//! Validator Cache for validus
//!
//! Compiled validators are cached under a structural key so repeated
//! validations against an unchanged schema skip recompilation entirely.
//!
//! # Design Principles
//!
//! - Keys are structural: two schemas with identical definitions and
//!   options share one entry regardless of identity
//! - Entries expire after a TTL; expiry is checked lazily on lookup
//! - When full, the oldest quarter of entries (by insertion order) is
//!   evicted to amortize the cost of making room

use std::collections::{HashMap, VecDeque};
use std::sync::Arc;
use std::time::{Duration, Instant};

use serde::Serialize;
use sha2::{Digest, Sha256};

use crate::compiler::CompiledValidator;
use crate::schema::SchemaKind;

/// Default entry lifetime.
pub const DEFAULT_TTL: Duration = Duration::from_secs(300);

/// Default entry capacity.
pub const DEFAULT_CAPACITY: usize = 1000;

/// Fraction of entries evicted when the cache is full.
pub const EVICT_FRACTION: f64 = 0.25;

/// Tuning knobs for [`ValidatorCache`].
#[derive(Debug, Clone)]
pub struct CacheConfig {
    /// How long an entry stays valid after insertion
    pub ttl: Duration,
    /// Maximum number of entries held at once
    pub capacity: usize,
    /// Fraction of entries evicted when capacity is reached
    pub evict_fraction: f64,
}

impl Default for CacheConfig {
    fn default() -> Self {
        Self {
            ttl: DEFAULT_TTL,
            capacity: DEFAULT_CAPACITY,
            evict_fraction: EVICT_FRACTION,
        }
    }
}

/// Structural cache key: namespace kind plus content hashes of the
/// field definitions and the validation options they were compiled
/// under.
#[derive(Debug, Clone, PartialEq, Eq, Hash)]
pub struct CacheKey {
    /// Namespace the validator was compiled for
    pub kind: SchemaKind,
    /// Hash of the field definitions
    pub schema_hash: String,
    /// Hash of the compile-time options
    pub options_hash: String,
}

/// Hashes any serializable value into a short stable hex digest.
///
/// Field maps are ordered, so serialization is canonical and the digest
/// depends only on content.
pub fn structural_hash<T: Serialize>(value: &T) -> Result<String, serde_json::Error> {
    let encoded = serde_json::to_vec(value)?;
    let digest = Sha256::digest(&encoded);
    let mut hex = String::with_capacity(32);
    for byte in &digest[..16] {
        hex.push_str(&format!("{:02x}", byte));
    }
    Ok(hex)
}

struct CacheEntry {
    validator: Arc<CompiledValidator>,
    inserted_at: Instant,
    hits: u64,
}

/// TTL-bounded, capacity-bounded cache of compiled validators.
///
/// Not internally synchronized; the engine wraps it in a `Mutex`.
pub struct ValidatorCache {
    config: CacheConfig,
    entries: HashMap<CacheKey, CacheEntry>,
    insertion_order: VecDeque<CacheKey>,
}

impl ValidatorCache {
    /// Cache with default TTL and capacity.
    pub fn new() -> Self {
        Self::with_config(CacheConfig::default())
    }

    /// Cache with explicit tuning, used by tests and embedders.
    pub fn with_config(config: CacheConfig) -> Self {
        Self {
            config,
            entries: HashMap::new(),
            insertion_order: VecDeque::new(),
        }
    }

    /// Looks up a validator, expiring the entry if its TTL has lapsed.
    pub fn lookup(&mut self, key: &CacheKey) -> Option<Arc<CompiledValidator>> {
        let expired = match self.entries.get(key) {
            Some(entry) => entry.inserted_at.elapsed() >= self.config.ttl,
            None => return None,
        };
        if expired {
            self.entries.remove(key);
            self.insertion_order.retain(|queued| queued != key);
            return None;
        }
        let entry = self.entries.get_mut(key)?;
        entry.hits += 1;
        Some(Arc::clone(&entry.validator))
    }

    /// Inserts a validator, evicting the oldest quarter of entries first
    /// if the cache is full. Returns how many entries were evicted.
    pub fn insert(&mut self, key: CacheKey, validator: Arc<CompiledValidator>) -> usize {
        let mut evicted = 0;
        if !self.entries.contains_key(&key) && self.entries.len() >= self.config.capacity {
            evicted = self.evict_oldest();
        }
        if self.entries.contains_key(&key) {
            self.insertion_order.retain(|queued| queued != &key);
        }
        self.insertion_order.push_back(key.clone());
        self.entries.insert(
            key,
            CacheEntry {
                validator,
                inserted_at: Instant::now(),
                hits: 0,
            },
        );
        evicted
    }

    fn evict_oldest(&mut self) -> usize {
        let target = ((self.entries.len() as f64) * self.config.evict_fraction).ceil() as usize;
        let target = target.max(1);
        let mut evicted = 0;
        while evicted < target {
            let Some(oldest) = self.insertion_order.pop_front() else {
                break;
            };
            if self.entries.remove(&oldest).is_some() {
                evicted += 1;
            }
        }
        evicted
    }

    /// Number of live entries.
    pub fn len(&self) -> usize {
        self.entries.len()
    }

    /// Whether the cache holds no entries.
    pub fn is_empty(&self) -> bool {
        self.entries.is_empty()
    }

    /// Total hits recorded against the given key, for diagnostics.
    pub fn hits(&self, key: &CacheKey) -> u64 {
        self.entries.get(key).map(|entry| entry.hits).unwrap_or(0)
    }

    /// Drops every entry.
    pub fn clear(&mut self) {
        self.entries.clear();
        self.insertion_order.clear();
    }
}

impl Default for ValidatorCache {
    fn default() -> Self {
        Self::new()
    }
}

Work item
Write out the lines of the entries, word for word, from the first through the one containing "Default entry lifetime.", and stop at that line.

Exercise output
//! Validator Cache for validus
//!
//! Compiled validators are cached under a structural key so repeated
//! validations against an unchanged schema skip recompilation entirely.
//!
//! # Design Principles
//!
//! - Keys are structural: two schemas with identical definitions and
//!   options share one entry regardless of identity
//! - Entries expire after a TTL; expiry is checked lazily on lookup
//! - When full, the oldest quarter of entries (by insertion order) is
//!   evicted to amortize the cost of making room

use std::collections::{HashMap, VecDeque};
use std::sync::Arc;
use std::time::{Duration, Instant};

use serde::Serialize;
use sha2::{Digest, Sha256};

use crate::compiler::CompiledValidator;
use crate::schema::SchemaKind;

/// Default entry lifetime.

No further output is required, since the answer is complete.